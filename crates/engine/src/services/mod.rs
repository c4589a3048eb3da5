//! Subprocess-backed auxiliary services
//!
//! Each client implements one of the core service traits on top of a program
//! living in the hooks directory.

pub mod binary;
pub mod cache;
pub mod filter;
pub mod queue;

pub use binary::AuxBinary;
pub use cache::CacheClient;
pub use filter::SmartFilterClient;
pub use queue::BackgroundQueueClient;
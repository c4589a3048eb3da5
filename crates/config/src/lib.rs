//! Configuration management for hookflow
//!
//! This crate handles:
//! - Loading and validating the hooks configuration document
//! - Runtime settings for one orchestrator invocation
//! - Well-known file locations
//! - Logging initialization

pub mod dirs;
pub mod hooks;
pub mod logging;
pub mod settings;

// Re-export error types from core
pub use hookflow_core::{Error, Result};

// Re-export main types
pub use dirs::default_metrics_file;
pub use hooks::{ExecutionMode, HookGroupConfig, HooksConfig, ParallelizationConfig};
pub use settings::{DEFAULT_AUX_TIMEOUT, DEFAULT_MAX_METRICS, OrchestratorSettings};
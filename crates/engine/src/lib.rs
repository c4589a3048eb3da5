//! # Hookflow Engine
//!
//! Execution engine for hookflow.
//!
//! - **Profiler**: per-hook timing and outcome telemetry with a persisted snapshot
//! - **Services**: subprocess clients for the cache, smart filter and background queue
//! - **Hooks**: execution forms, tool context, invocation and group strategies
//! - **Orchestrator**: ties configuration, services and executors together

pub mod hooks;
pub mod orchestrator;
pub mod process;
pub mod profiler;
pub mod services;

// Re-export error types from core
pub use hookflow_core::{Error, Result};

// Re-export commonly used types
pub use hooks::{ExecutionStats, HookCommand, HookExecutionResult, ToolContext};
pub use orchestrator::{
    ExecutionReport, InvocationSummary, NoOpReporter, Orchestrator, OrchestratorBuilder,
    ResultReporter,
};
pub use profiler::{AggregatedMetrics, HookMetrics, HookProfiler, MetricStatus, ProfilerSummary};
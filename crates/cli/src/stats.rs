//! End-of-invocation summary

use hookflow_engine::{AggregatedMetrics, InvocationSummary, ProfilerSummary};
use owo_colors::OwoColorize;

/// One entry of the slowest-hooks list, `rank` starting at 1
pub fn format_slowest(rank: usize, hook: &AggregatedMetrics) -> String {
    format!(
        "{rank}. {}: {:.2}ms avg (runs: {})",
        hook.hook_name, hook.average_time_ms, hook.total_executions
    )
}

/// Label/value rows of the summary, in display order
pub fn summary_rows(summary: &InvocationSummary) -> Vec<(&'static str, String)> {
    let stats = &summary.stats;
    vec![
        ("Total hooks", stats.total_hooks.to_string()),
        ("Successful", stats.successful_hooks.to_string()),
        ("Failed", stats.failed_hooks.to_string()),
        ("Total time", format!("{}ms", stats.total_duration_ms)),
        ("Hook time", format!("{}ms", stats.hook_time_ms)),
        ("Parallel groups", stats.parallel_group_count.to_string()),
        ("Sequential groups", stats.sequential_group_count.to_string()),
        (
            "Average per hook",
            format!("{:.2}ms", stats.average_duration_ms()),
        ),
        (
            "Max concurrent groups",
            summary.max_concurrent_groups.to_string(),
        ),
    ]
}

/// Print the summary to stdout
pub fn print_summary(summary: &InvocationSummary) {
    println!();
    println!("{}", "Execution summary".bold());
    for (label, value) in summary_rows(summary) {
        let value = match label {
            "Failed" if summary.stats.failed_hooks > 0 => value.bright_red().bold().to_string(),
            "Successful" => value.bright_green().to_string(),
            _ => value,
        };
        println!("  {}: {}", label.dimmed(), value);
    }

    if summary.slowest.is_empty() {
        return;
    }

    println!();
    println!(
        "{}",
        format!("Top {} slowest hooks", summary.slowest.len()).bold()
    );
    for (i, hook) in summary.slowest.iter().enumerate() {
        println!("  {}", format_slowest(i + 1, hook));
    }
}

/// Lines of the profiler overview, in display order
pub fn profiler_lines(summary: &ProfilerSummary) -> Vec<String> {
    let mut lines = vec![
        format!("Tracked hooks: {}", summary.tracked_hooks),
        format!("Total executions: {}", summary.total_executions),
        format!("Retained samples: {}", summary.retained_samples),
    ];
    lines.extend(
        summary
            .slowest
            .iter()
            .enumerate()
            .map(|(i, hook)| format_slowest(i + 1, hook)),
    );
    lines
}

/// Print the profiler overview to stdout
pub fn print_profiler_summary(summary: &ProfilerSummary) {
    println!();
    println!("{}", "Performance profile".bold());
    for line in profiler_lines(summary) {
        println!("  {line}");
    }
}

· · ·

» EXERCISE DIRECTIONS: For this exercise, copy every line of the data that holds "stdout".

» SOLUTION TO THIS PROBLEM:
/// Print the summary to stdout
/// Print the profiler overview to stdout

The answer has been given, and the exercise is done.